In February 2023 Princeton University Press reached out to a few of its authors with a question. What do you find is commonly misunderstood about Blackness in America? Janet Dees, The Block’s Steven and Lisa Munster Tananbaum Curator of Modern and Contemporary Art, and editor of A Site of Struggle: American Art against Anti-Black Violence, 2022 joined with her fellow authors Korey Garibaldi, Douglas S. Massey, Rory Kramer, & Camille Z. Charles in a series of essays that question the assumptions, narratives, and stereotypes that obscure the diversity of Black lived experience.
Participating authors brought together a wealth of experience and research from the worlds of literature, higher education, art, and criminal justice to illuminate shades and contradictions within Blackness and to offer paths out of reductive generalizations.
Read the full dialogue at Princeton University Press
Janet Dees:“What is misunderstood about Blackness?”
As an art historian and a curator, I am interested in the role of the arts in the conversation surrounding racial justice. In my most recent project, I focused on excavating and presenting a historical perspective on artistic production that grappled with the issue of anti-Black violence in the United States. Focusing on the period between the rise of anti-lynching activism in the late 19th century and the founding of Black Lives Matter in 2013, a portion of my research explores creative counterpoints to the assault of images of anti-Black violence that have been an enduring part of the American cultural landscape.

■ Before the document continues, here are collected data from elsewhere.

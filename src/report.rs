//! Human-readable report written to the operator's terminal.

use std::fmt::Display;
use std::io::{self, Write};

use crate::volume::Volume;

const RULE_WIDTH: usize = 40;

/// Writes sweep progress and volume details to a text sink.
#[derive(Debug)]
pub struct Reporter<W> {
    out: W,
}

impl<W: Write> Reporter<W> {
    /// Creates a reporter writing to `out`.
    pub const fn new(out: W) -> Self {
        Self { out }
    }

    /// Consumes the reporter and returns the underlying sink.
    pub fn into_inner(self) -> W {
        self.out
    }

    /// Announces the start of a listing.
    ///
    /// # Errors
    ///
    /// Returns any error raised by the sink.
    pub fn listing_started(&mut self, region: &str) -> io::Result<()> {
        writeln!(self.out, "Checking for available EBS volumes in {region}...\n")
    }

    /// Reports that the provider returned no unattached volumes.
    ///
    /// # Errors
    ///
    /// Returns any error raised by the sink.
    pub fn no_volumes(&mut self) -> io::Result<()> {
        writeln!(self.out, "No available (unattached) EBS volumes found.")
    }

    /// Reports that the size filter removed every volume.
    ///
    /// # Errors
    ///
    /// Returns any error raised by the sink.
    pub fn none_at_size(&mut self, size_gib: u32) -> io::Result<()> {
        writeln!(
            self.out,
            "No available EBS volumes found with size {size_gib} GiB."
        )
    }

    /// Prints the summary count followed by one block per volume, in the
    /// order given.
    ///
    /// # Errors
    ///
    /// Returns any error raised by the sink.
    pub fn volumes(&mut self, volumes: &[Volume]) -> io::Result<()> {
        writeln!(
            self.out,
            "Found {} available EBS volume(s):\n",
            volumes.len()
        )?;
        for volume in volumes {
            self.volume(volume)?;
        }
        Ok(())
    }

    fn volume(&mut self, volume: &Volume) -> io::Result<()> {
        writeln!(self.out, "Volume ID: {}", volume.id)?;
        writeln!(self.out, "  Size (GiB): {}", volume.size_gib)?;
        writeln!(self.out, "  Availability Zone: {}", volume.availability_zone)?;
        writeln!(self.out, "{}", "-".repeat(RULE_WIDTH))
    }

    /// Reports a failed inventory query.
    ///
    /// # Errors
    ///
    /// Returns any error raised by the sink.
    pub fn provider_error(&mut self, err: &impl Display) -> io::Result<()> {
        writeln!(self.out, "AWS error: {err}")
    }

    /// Reports one successful deletion.
    ///
    /// # Errors
    ///
    /// Returns any error raised by the sink.
    pub fn deleted(&mut self, volume_id: &str) -> io::Result<()> {
        writeln!(self.out, "Deleted volume: {volume_id}")
    }

    /// Reports one failed deletion.
    ///
    /// # Errors
    ///
    /// Returns any error raised by the sink.
    pub fn delete_failed(&mut self, volume_id: &str, err: &impl Display) -> io::Result<()> {
        writeln!(self.out, "Could not delete {volume_id}: {err}")
    }

    /// Reports that the operator declined deletion.
    ///
    /// # Errors
    ///
    /// Returns any error raised by the sink.
    pub fn declined(&mut self) -> io::Result<()> {
        writeln!(self.out, "\nNo volumes deleted. Exiting safely.")
    }

    /// Prints the outcome counts of a deletion pass.
    ///
    /// # Errors
    ///
    /// Returns any error raised by the sink.
    pub fn deletion_summary(&mut self, deleted: usize, failed: usize) -> io::Result<()> {
        writeln!(
            self.out,
            "\nDeleted {deleted} of {} volume(s); {failed} failed.",
            deleted + failed
        )
    }
}
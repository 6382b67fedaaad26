//! BDD step definitions for sweep behaviour.

use rstest_bdd_macros::{given, then, when};
use volsweep::test_support::{ScriptedConfirmation, json_volumes};
use volsweep::{SweepError, SweepOutcome};

use super::test_helpers::{RunResult, SweepContext, build_sweeper, delete_targets, into_report};
use crate::test_constants::{ZONE_A, ZONE_B};

#[derive(Debug, thiserror::Error)]
pub enum StepError {
    #[error("assertion failed: {0}")]
    Assertion(String),
}

fn check(condition: bool, message: impl FnOnce() -> String) -> Result<(), StepError> {
    if condition {
        Ok(())
    } else {
        Err(StepError::Assertion(message()))
    }
}

#[given("a sweep in region \"{region}\"")]
fn sweep_in_region(mut sweep_context: SweepContext, region: String) -> SweepContext {
    sweep_context.config.region = region.trim().to_owned();
    sweep_context
}

#[given("a size filter of {size:u32} GiB")]
fn size_filter(mut sweep_context: SweepContext, size: u32) -> SweepContext {
    sweep_context.config.size_filter_gib = Some(size);
    sweep_context
}

#[given("the AWS CLI lists vol-1 of 10 GiB and vol-2 of 20 GiB")]
fn aws_lists_two_volumes(sweep_context: SweepContext) -> SweepContext {
    sweep_context.runner.push_output(
        Some(0),
        json_volumes(&[("vol-1", 10, ZONE_A), ("vol-2", 20, ZONE_B)]),
        "",
    );
    sweep_context
}

#[given("the AWS CLI lists no volumes")]
fn aws_lists_nothing(sweep_context: SweepContext) -> SweepContext {
    sweep_context
        .runner
        .push_output(Some(0), json_volumes(&[]), "");
    sweep_context
}

#[given("the AWS CLI throttles the volume listing")]
fn aws_throttles_listing(sweep_context: SweepContext) -> SweepContext {
    sweep_context.runner.push_api_error(
        "RequestLimitExceeded",
        "DescribeVolumes",
        "Request limit exceeded.",
    );
    sweep_context
}

#[given("the next deletion succeeds")]
fn next_deletion_succeeds(sweep_context: SweepContext) -> SweepContext {
    sweep_context.runner.push_success();
    sweep_context
}

#[given("the next deletion is unauthorized")]
fn next_deletion_unauthorized(sweep_context: SweepContext) -> SweepContext {
    sweep_context.runner.push_api_error(
        "UnauthorizedOperation",
        "DeleteVolume",
        "You are not authorized to perform this operation.",
    );
    sweep_context
}

#[given("the operator answers \"{reply}\"")]
fn operator_answers(mut sweep_context: SweepContext, reply: String) -> SweepContext {
    sweep_context.gate = ScriptedConfirmation::replying(reply);
    sweep_context
}

#[when("I run the sweep")]
fn run_sweep(mut sweep_context: SweepContext) -> SweepContext {
    let mut sweeper = build_sweeper(&sweep_context);
    let result = match sweeper.run(&mut sweep_context.gate) {
        Ok(outcome) => RunResult::Finished(outcome),
        Err(err) => RunResult::Failed {
            throttling: matches!(&err, SweepError::Provider(provider) if provider.is_throttling()),
            message: err.to_string(),
        },
    };
    sweep_context.result = Some(result);
    sweep_context.report = into_report(sweeper);
    sweep_context
}

#[when("I list the volumes")]
fn list_volumes(mut sweep_context: SweepContext) -> SweepContext {
    let mut sweeper = build_sweeper(&sweep_context);
    let listing = sweeper
        .list()
        .unwrap_or_else(|err| panic!("listing should succeed: {err}"));
    sweep_context.result = Some(RunResult::Listed(listing));
    sweep_context.report = into_report(sweeper);
    sweep_context
}

#[then("only volume \"{volume_id}\" is deleted")]
fn only_volume_deleted(sweep_context: &SweepContext, volume_id: String) -> Result<(), StepError> {
    let deleted = delete_targets(&sweep_context.runner);
    check(deleted == [volume_id.trim()], || {
        format!("expected only {volume_id} to be deleted, got {deleted:?}")
    })
}

#[then("delete calls are issued for vol-1 then vol-2")]
fn deletes_both_in_order(sweep_context: &SweepContext) -> Result<(), StepError> {
    let deleted = delete_targets(&sweep_context.runner);
    check(deleted == ["vol-1", "vol-2"], || {
        format!("expected vol-1 then vol-2, got {deleted:?}")
    })
}

#[then("no volume is deleted")]
fn no_volume_deleted(sweep_context: &SweepContext) -> Result<(), StepError> {
    let deleted = delete_targets(&sweep_context.runner);
    check(deleted.is_empty(), || {
        format!("expected no delete calls, got {deleted:?}")
    })
}

#[then("the operator is never prompted")]
fn never_prompted(sweep_context: &SweepContext) -> Result<(), StepError> {
    let prompts = sweep_context.gate.prompts();
    check(prompts.is_empty(), || {
        format!("expected no prompt, got {prompts:?}")
    })
}

#[then("the sweep fails with a throttling error")]
fn fails_with_throttling(sweep_context: &SweepContext) -> Result<(), StepError> {
    match &sweep_context.result {
        Some(RunResult::Failed { throttling: true, .. }) => Ok(()),
        other => Err(StepError::Assertion(format!(
            "expected a throttling failure, got {other:?}"
        ))),
    }
}

#[then("the sweep completes with {deleted:u32} deleted and {failed:u32} failed")]
fn completes_with_counts(
    sweep_context: &SweepContext,
    deleted: u32,
    failed: u32,
) -> Result<(), StepError> {
    let Some(RunResult::Finished(SweepOutcome::Completed(summary))) = &sweep_context.result else {
        return Err(StepError::Assertion(format!(
            "expected a completed sweep, got {:?}",
            sweep_context.result
        )));
    };
    check(
        summary.succeeded() == deleted as usize && summary.failed_count() == failed as usize,
        || format!("expected {deleted} deleted and {failed} failed, got {summary:?}"),
    )
}

#[then("the sweep is declined")]
fn sweep_declined(sweep_context: &SweepContext) -> Result<(), StepError> {
    check(
        matches!(
            sweep_context.result,
            Some(RunResult::Finished(SweepOutcome::Declined { .. }))
        ),
        || format!("expected a declined sweep, got {:?}", sweep_context.result),
    )
}

#[then("the listing holds vol-1 then vol-2")]
fn listing_holds_both(sweep_context: &SweepContext) -> Result<(), StepError> {
    let Some(RunResult::Listed(listing)) = &sweep_context.result else {
        return Err(StepError::Assertion(format!(
            "expected a listing, got {:?}",
            sweep_context.result
        )));
    };
    let ids = listing
        .volumes()
        .iter()
        .map(|volume| volume.id.as_str())
        .collect::<Vec<_>>();
    check(ids == ["vol-1", "vol-2"], || {
        format!("expected vol-1 then vol-2, got {ids:?}")
    })
}

#[then("the report mentions \"{text}\"")]
fn report_mentions(sweep_context: &SweepContext, text: String) -> Result<(), StepError> {
    check(sweep_context.report.contains(text.as_str()), || {
        format!("expected report to mention {text:?}:\n{}", sweep_context.report)
    })
}

#[then("the report does not mention \"{text}\"")]
fn report_omits(sweep_context: &SweepContext, text: String) -> Result<(), StepError> {
    check(!sweep_context.report.contains(text.as_str()), || {
        format!("expected report to omit {text:?}:\n{}", sweep_context.report)
    })
}

#[then("the report ends with \"{text}\"")]
fn report_ends_with(sweep_context: &SweepContext, text: String) -> Result<(), StepError> {
    check(sweep_context.report.trim_end().ends_with(text.as_str()), || {
        format!("expected report to end with {text:?}:\n{}", sweep_context.report)
    })
}
use schemars::JsonSchema;
use serde::{Deserialize, Serialize};
use strum_macros::{Display, EnumDiscriminants, EnumIter, EnumMessage, EnumString, IntoStaticStr};

use crate::config::NoParams;

fn default_positive_weight() -> f64 {
    100.0
}
fn default_negative_weight() -> f64 {
    1.0
}

#[derive(Debug, Clone, Serialize, Deserialize, JsonSchema, PartialEq)]
pub struct EnforcedWeights {
    #[serde(default = "default_positive_weight")]
    #[schemars(
        title = "Positive weight",
        description = "Cost multiplier applied to positive (exemplar) samples.",
        range(min = 0.0),
        default = "default_positive_weight"
    )]
    pub positive: f64,

    #[serde(default = "default_negative_weight")]
    #[schemars(
        title = "Negative weight",
        description = "Cost multiplier applied to negative samples.",
        range(min = 0.0),
        default = "default_negative_weight"
    )]
    pub negative: f64,
}
impl Default for EnforcedWeights {
    fn default() -> Self {
        Self {
            positive: default_positive_weight(),
            negative: default_negative_weight(),
        }
    }
}

/// How per-class costs are derived from the class populations.
#[derive(Debug, Clone, Serialize, Deserialize, JsonSchema, EnumDiscriminants, PartialEq)]
#[serde(tag = "type", content = "params", rename_all = "kebab-case")]
#[strum_discriminants(name(ClassWeightKind))]
#[strum_discriminants(derive(EnumIter, EnumString, Display, IntoStaticStr, EnumMessage))]
#[strum_discriminants(strum(serialize_all = "kebab-case"))]
pub enum ClassWeightPolicy {
    #[strum_discriminants(strum(
        message = "Enforced",
        detailed_message = "Fixed positive and negative weights."
    ))]
    Enforced(EnforcedWeights),
    #[strum_discriminants(strum(
        message = "Inverse frequency",
        detailed_message = "N/Np for positives, N/Nn for negatives."
    ))]
    InverseFrequency(NoParams),
    #[strum_discriminants(strum(
        message = "Positive normalized",
        detailed_message = "Nn/Np for positives, 1 for negatives."
    ))]
    PositiveNormalized(NoParams),
}
impl Default for ClassWeightPolicy {
    fn default() -> Self {
        Self::Enforced(EnforcedWeights::default())
    }
}

impl ClassWeightPolicy {
    /// `(Wp, Wn)` for a training set with the given class counts.
    pub fn weights(&self, positives: usize, negatives: usize) -> (f64, f64) {
        let np = positives as f64;
        let nn = negatives as f64;
        match self {
            ClassWeightPolicy::Enforced(w) => (w.positive, w.negative),
            ClassWeightPolicy::InverseFrequency(_) => {
                let n = np + nn;
                (n / np, n / nn)
            }
            ClassWeightPolicy::PositiveNormalized(_) => (nn / np, 1.0),
        }
    }
}

#[cfg(test)]
mod tests {
    use super::*;
    use serde_json::{Value, json};
    use strum::EnumMessage;

    #[test]
    fn enforced_default_is_hundred_to_one() {
        assert_eq!(ClassWeightPolicy::default().weights(1, 500), (100.0, 1.0));
    }

    #[test]
    fn inverse_frequency_and_positive_normalized() {
        let (wp, wn) = ClassWeightPolicy::InverseFrequency(NoParams {}).weights(2, 8);
        assert!((wp - 5.0).abs() < 1e-12);
        assert!((wn - 1.25).abs() < 1e-12);

        let (wp, wn) = ClassWeightPolicy::PositiveNormalized(NoParams {}).weights(2, 8);
        assert!((wp - 4.0).abs() < 1e-12);
        assert_eq!(wn, 1.0);
    }

    #[test]
    fn tagged_serialization() {
        let v = serde_json::to_value(ClassWeightPolicy::default()).unwrap();
        assert_eq!(v.get("type").and_then(Value::as_str), Some("enforced"));
        assert_eq!(v["params"]["positive"], json!(100.0));

        let p: ClassWeightPolicy =
            serde_json::from_value(json!({"type": "inverse-frequency", "params": {}})).unwrap();
        assert!(matches!(p, ClassWeightPolicy::InverseFrequency(_)));

        let p: ClassWeightPolicy =
            serde_json::from_value(json!({"type": "enforced", "params": {"positive": 10.0}}))
                .unwrap();
        assert_eq!(p.weights(1, 1), (10.0, 1.0));
    }

    #[test]
    fn discriminant_messages_are_available() {
        assert_eq!(ClassWeightKind::Enforced.get_message(), Some("Enforced"));
        assert_eq!(
            "positive-normalized".parse::<ClassWeightKind>().unwrap(),
            ClassWeightKind::PositiveNormalized
        );
    }
}
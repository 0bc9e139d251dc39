use crate::classifiers::ensemble::PatchDescriptor;
use crate::core::FeatureVector;
use crate::error::{EsvmError, Result};

/// "Images" that already are per-patch descriptors.
#[derive(Debug, Clone, Copy)]
pub struct VectorDescriptor {
    patch_count: usize,
}

impl VectorDescriptor {
    pub fn new(patch_count: usize) -> Self {
        Self { patch_count }
    }
}

impl PatchDescriptor<Vec<FeatureVector>> for VectorDescriptor {
    fn describe_patches(&self, image: &Vec<FeatureVector>) -> Result<Vec<FeatureVector>> {
        if image.len() != self.patch_count {
            return Err(EsvmError::DimensionMismatch {
                expected: self.patch_count,
                actual: image.len(),
            });
        }
        Ok(image.clone())
    }
}
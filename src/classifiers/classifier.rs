use crate::core::FeatureVector;
use crate::error::Result;

pub trait Classifier {
    fn predict(&self, features: &[f64]) -> Result<f64>;

    /// Scores every vector in order.
    fn predict_batch(&self, batch: &[FeatureVector]) -> Result<Vec<f64>> {
        batch.iter().map(|x| self.predict(x)).collect()
    }

    fn is_trained(&self) -> bool;
}
pub mod ragged;
pub mod samples;

pub use ragged::{Nested, Ragged};
pub use samples::{FeatureVector, Label, Sample};
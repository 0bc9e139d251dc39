use crate::codec::DataFormat;

/// File holding the model of cell `(patch, identity)`.
pub fn model_file_name(patch: usize, identity: &str, format: DataFormat) -> String {
    format!("esvm-p{patch:03}-{identity}.{}", format.extension())
}

/// File holding the negative pool of `patch`.
pub fn negatives_file_name(patch: usize, format: DataFormat) -> String {
    format!("negatives-p{patch:03}.{}", format.extension())
}
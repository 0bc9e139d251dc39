use crate::error::{EsvmError, Result};

/// Arithmetic mean of per-patch scores.
pub fn fuse_mean(scores: &[f64]) -> Result<f64> {
    if scores.is_empty() {
        return Err(EsvmError::EmptyPopulation("no patch scores to fuse".into()));
    }
    Ok(scores.iter().sum::<f64>() / scores.len() as f64)
}

#[cfg(test)]
mod tests {
    use super::*;
    const EPS: f64 = 1e-12;

    #[test]
    fn mean_of_patch_scores() {
        assert!((fuse_mean(&[0.2, -0.1, 0.5]).unwrap() - 0.2).abs() < EPS);
        assert_eq!(fuse_mean(&[-3.0]).unwrap(), -3.0);
    }

    #[test]
    fn empty_scores_fail() {
        assert!(matches!(fuse_mean(&[]), Err(EsvmError::EmptyPopulation(_))));
    }
}
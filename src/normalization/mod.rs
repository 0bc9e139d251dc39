pub mod discovery;
mod functions;
mod method;
mod score;
mod statistics;

pub use discovery::{DiscoveryScope, discover};
pub use functions::{
    normalize_min_max, normalize_over_all, normalize_over_all_self, normalize_per_feature,
    normalize_z_score,
};
pub use method::{
    FeatureNormalization, Granularity, NormMethod, NormParams, NormalizationPlan,
    PerFeatureParams,
};
pub use score::{find_score_params, normalize_class_score_to_similarity, normalize_scores};
pub use statistics::RunningStats;
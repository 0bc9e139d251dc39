pub mod dummies;
pub mod stubs;
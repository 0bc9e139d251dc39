mod exemplar_svm;
mod model;
mod platt;
mod solver;
mod weighting;

pub use exemplar_svm::{ExemplarSvm, FilePredictions};
pub use model::{KernelType, LinearModel};
pub use platt::PlattSigmoid;
pub use weighting::{ClassWeightKind, ClassWeightPolicy, EnforcedWeights};
use std::path::Path;

use rayon::prelude::*;
use tracing::{debug, info, warn};

use crate::classifiers::Classifier;
use crate::classifiers::ensemble::{
    Augmenter, NegativeSource, PatchDescriptor, fuse_mean, model_file_name,
};
use crate::classifiers::exemplar_svm::ExemplarSvm;
use crate::codec::DataFormat;
use crate::config::EnsembleConfig;
use crate::core::{FeatureVector, Ragged};
use crate::error::{EsvmError, Result};
use crate::normalization::{NormalizationPlan, discover};

/// Patch-grid Exemplar-SVM ensemble.
///
/// Every enrolled identity owns one classifier per patch. The grid is indexed
/// `[patch][identity]`: the patch axis is fixed by the configuration, the
/// identity axis grows by one column per new enrollment. A probe is scored by
/// every cell and the per-patch scores of an identity are averaged.
#[derive(Debug, Clone)]
pub struct EnsembleEsvm {
    config: EnsembleConfig,
    normalization: Option<NormalizationPlan>,
    grid: Ragged<Ragged<ExemplarSvm>>,
    identities: Vec<String>,
}

fn check_identity(identity: &str) -> Result<()> {
    if identity.is_empty() || identity.contains(['/', '\\']) {
        return Err(EsvmError::IllegalState(format!(
            "identity '{identity}' cannot be used as a model file name"
        )));
    }
    Ok(())
}

impl EnsembleEsvm {
    pub fn new(config: EnsembleConfig, normalization: Option<NormalizationPlan>) -> Result<Self> {
        config.validate()?;
        if let Some(bound) = normalization.as_ref().and_then(NormalizationPlan::patch_count) {
            if bound != config.patch_count {
                return Err(EsvmError::DimensionMismatch {
                    expected: config.patch_count,
                    actual: bound,
                });
            }
        }
        if !config.patch_thresholds.is_empty() {
            warn!(
                thresholds = config.patch_thresholds.len(),
                "patch_thresholds are configured but fusion does not apply them"
            );
        }
        debug!(
            patches = config.patch_count,
            normalized = normalization.is_some(),
            parallel = config.parallel,
            "created ensemble"
        );
        Ok(Self {
            grid: Ragged::with_sizes(&[config.patch_count]),
            config,
            normalization,
            identities: Vec::new(),
        })
    }

    /// Discovers the normalization plan from a reference population indexed
    /// `[patch][sample]`, using the configured method and scope.
    pub fn with_reference_population(
        config: EnsembleConfig,
        reference: &Ragged<Ragged<FeatureVector>>,
    ) -> Result<Self> {
        let fnorm = &config.feature_normalization;
        let plan = discover(reference, fnorm.scope, fnorm.method)?;
        Self::new(config, Some(plan))
    }

    fn normalize(&self, patch: usize, features: &[f64]) -> Result<FeatureVector> {
        match &self.normalization {
            Some(plan) => plan.apply(patch, features, self.config.feature_normalization.clip),
            None => Ok(features.to_vec()),
        }
    }

    fn check_patch_count(&self, descriptors: &[FeatureVector]) -> Result<()> {
        if descriptors.len() != self.config.patch_count {
            return Err(EsvmError::DimensionMismatch {
                expected: self.config.patch_count,
                actual: descriptors.len(),
            });
        }
        Ok(())
    }

    /// Describes every representation of every image and enrolls the
    /// identity from them. Returns the identity's column index.
    pub fn enroll<I, D, A>(
        &mut self,
        identity: &str,
        images: &[I],
        describer: &D,
        augmenter: &A,
        negatives: &dyn NegativeSource,
    ) -> Result<usize>
    where
        D: PatchDescriptor<I> + ?Sized,
        A: Augmenter<I> + ?Sized,
    {
        let mut representations = Vec::new();
        for image in images {
            for rep in augmenter.representations(image) {
                representations.push(describer.describe_patches(&rep)?);
            }
        }
        self.enroll_descriptors(identity, &representations, negatives)
    }

    /// Enrolls from already-computed descriptors, one `Vec` of per-patch
    /// vectors per representation.
    ///
    /// The new column is committed only if every patch trains. Enrolling a
    /// known identity replaces its column in place.
    pub fn enroll_descriptors(
        &mut self,
        identity: &str,
        representations: &[Vec<FeatureVector>],
        negatives: &dyn NegativeSource,
    ) -> Result<usize> {
        check_identity(identity)?;
        if representations.is_empty() {
            return Err(EsvmError::Training(format!(
                "no representations to enroll '{identity}' from"
            )));
        }
        for rep in representations {
            self.check_patch_count(rep)?;
        }

        let patch_count = self.config.patch_count;
        let positives: Vec<Vec<FeatureVector>> = (0..patch_count)
            .map(|p| {
                representations
                    .iter()
                    .map(|rep| self.normalize(p, &rep[p]))
                    .collect::<Result<Vec<_>>>()
            })
            .collect::<Result<_>>()?;

        let train_patch = |p: usize| -> Result<ExemplarSvm> {
            let mut pool = negatives.negatives(p)?;
            if self.config.feature_normalization.normalize_negatives {
                pool = pool
                    .iter()
                    .map(|v| self.normalize(p, v))
                    .collect::<Result<_>>()?;
            }
            ExemplarSvm::train(
                &positives[p],
                &pool,
                Some(identity.to_string()),
                &self.config.esvm,
            )
        };

        let column: Vec<ExemplarSvm> = if self.config.parallel {
            (0..patch_count)
                .into_par_iter()
                .map(train_patch)
                .collect::<Result<_>>()?
        } else {
            (0..patch_count).map(train_patch).collect::<Result<_>>()?
        };

        let index = match self.identities.iter().position(|id| id == identity) {
            Some(existing) => {
                for (branch, cell) in self.grid.iter_mut().zip(column) {
                    branch.set(existing, cell)?;
                }
                info!(identity, index = existing, "re-enrolled identity");
                existing
            }
            None => {
                for (branch, cell) in self.grid.iter_mut().zip(column) {
                    branch.push(cell);
                }
                self.identities.push(identity.to_string());
                info!(
                    identity,
                    index = self.identities.len() - 1,
                    representations = representations.len(),
                    "enrolled identity"
                );
                self.identities.len() - 1
            }
        };
        Ok(index)
    }

    pub fn classify<I, D>(&self, probe: &I, describer: &D) -> Result<Vec<f64>>
    where
        D: PatchDescriptor<I> + ?Sized,
    {
        self.classify_descriptors(&describer.describe_patches(probe)?)
    }

    /// Raw cell scores indexed `[patch][identity]`.
    pub fn classify_patch_scores(
        &self,
        descriptors: &[FeatureVector],
    ) -> Result<Ragged<Ragged<f64>>> {
        self.check_patch_count(descriptors)?;
        let score_patch = |p: usize| -> Result<Ragged<f64>> {
            let x = self.normalize(p, &descriptors[p])?;
            self.grid[p].iter().map(|cell| cell.predict(&x)).collect()
        };
        let patches: Vec<Ragged<f64>> = if self.config.parallel {
            (0..self.config.patch_count)
                .into_par_iter()
                .map(score_patch)
                .collect::<Result<_>>()?
        } else {
            (0..self.config.patch_count)
                .map(score_patch)
                .collect::<Result<_>>()?
        };
        Ok(patches.into())
    }

    /// One fused similarity per enrolled identity, in enrollment order.
    pub fn classify_descriptors(&self, descriptors: &[FeatureVector]) -> Result<Vec<f64>> {
        let per_patch = self.classify_patch_scores(descriptors)?;
        let fuse_identity = |i: usize| -> Result<f64> {
            let scores: Vec<f64> = per_patch.iter().map(|patch| patch[i]).collect();
            let fused = fuse_mean(&scores)?;
            match &self.config.score_normalization {
                Some(s) => s.params.apply(fused, s.clip),
                None => Ok(fused),
            }
        };
        let fused: Vec<f64> = if self.config.parallel {
            (0..self.identities.len())
                .into_par_iter()
                .map(fuse_identity)
                .collect::<Result<_>>()?
        } else {
            (0..self.identities.len())
                .map(fuse_identity)
                .collect::<Result<_>>()?
        };
        debug!(identities = fused.len(), "classified probe");
        Ok(fused)
    }

    pub fn positive_count(&self) -> usize {
        self.identities.len()
    }

    pub fn patch_count(&self) -> usize {
        self.config.patch_count
    }

    /// Identity enrolled at `index`, or `""` if there is none.
    pub fn positive_id(&self, index: usize) -> &str {
        self.identities.get(index).map_or("", String::as_str)
    }

    pub fn identities(&self) -> &[String] {
        &self.identities
    }

    pub fn cell(&self, patch: usize, identity: usize) -> Result<&ExemplarSvm> {
        self.grid.get(patch)?.get(identity)
    }

    pub fn normalization(&self) -> Option<&NormalizationPlan> {
        self.normalization.as_ref()
    }

    pub fn config(&self) -> &EnsembleConfig {
        &self.config
    }

    /// Writes every cell to `dir` in the configured `model_format`.
    pub fn save_models(&self, dir: impl AsRef<Path>) -> Result<()> {
        self.save_models_as(dir, self.config.model_format)
    }

    /// Writes every cell to `dir`, one file per `(patch, identity)`.
    pub fn save_models_as(&self, dir: impl AsRef<Path>, format: DataFormat) -> Result<()> {
        let dir = dir.as_ref();
        std::fs::create_dir_all(dir)?;
        let cells: Vec<(usize, usize)> = (0..self.config.patch_count)
            .flat_map(|p| (0..self.identities.len()).map(move |i| (p, i)))
            .collect();
        let save_cell = |&(p, i): &(usize, usize)| -> Result<()> {
            let path = dir.join(model_file_name(p, &self.identities[i], format));
            self.grid[p][i].save(path, format)
        };
        if self.config.parallel {
            cells.par_iter().try_for_each(save_cell)?;
        } else {
            cells.iter().try_for_each(save_cell)?;
        }
        info!(
            dir = %dir.display(),
            %format,
            models = cells.len(),
            "saved ensemble models"
        );
        Ok(())
    }

    /// Rebuilds the grid from files in the configured `model_format`.
    pub fn load_models(&mut self, dir: impl AsRef<Path>, identities: &[String]) -> Result<()> {
        self.load_models_as(dir, identities, self.config.model_format)
    }

    /// Rebuilds the grid from files written by [`EnsembleEsvm::save_models_as`].
    /// The current grid is kept if any file fails to load.
    pub fn load_models_as(
        &mut self,
        dir: impl AsRef<Path>,
        identities: &[String],
        format: DataFormat,
    ) -> Result<()> {
        let dir = dir.as_ref();
        for id in identities {
            check_identity(id)?;
        }
        let load_patch = |p: usize| -> Result<Ragged<ExemplarSvm>> {
            identities
                .iter()
                .map(|id| {
                    let path = dir.join(model_file_name(p, id, format));
                    ExemplarSvm::from_model_file(path, format, Some(id.clone()))
                })
                .collect()
        };
        let grid: Vec<Ragged<ExemplarSvm>> = if self.config.parallel {
            (0..self.config.patch_count)
                .into_par_iter()
                .map(load_patch)
                .collect::<Result<_>>()?
        } else {
            (0..self.config.patch_count)
                .map(load_patch)
                .collect::<Result<_>>()?
        };
        self.grid = grid.into();
        self.identities = identities.to_vec();
        info!(
            dir = %dir.display(),
            %format,
            identities = identities.len(),
            "loaded ensemble models"
        );
        Ok(())
    }
}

Art has not only been a vehicle for overtly supporting activism through protest-oriented work. It has additionally engaged in the conversation around racial justice in more subtle and complex ways, as an expression of mourning and memorialization and as a mode of processing the emotional and psychological impacts of racism. Art can serve as both an example and an embrace for those of us whose lives are impacted daily by racial injustice, as well as a catalyst for sustained action. Art does not necessarily directly change things, but art can change people, and people change things. In providing a window unto perspectives that may be different from our own, it cultivates empathy; by being a mirror of our own or similar experiences, it provides solace.

Another misunderstanding about “Blackness” in America is that the histories, struggles, and concerns of Black people should be “contained” rather than being seen as integral to the understanding of American history, culture, and society writ large.
– Janet Dees
An engagement with art and art history can illuminate the diversity and complexity of identities, interests, viewpoints, and contexts (gendered, geographical, social, religious, cultural, political, economic, etc.) that can be obscured by a mono-dimensional understanding of “Blackness” in America. In the realm of art, this can be as straightforward as understanding that artists who identify as Black have practiced and developed a range of artistic approaches from conceptualism to non-objective abstraction to figuration. Artists are shaped by various aspects of their identity, intellectual interests, and creative commitments. “Blackness,” however construed, may or may not be the best primary lens through which to engage their work.
Another misunderstanding about “Blackness” in America is that the histories, struggles, and concerns of Black people should be “contained” rather than being seen as integral to the understanding of American history, culture, and society writ large. In my research on art against anti-Black violence for example, I explored how artists from different cultural and racialized backgrounds—African American, Euro-American, Mexican American, Japanese American—took up this issue. Several works by artists as diverse as Reginald Marsh and Kerry James Marshall explore how perpetrators and bystanders are socialized into attitudes of anti-Blackness that are shared and passed down.
Art also can penetrate spaces and places that activist messages may not reach. This was what the NAACP’s Walter White hoped for in 1935 when he organized the exhibition An Art Commentary on Lynching to build awareness and support for anti-lynching legislation. It is also what I and my colleagues bore witness to at the Block Museum of Art, Northwestern University and Montgomery Museum of Fine Arts, when the exhibition A Site of Struggle was on view in 2022.
Art is a space of creativity and imagination and, as such, offers fertile ground to envision what a just future society would like. Writer and meditation teacher Kate Johnson has put it this way: “The artists within and amongst us know how to make that vision of liberation visible so we can share it.” Art can give form to what we are fighting for, as well as deconstruct what we are fighting against.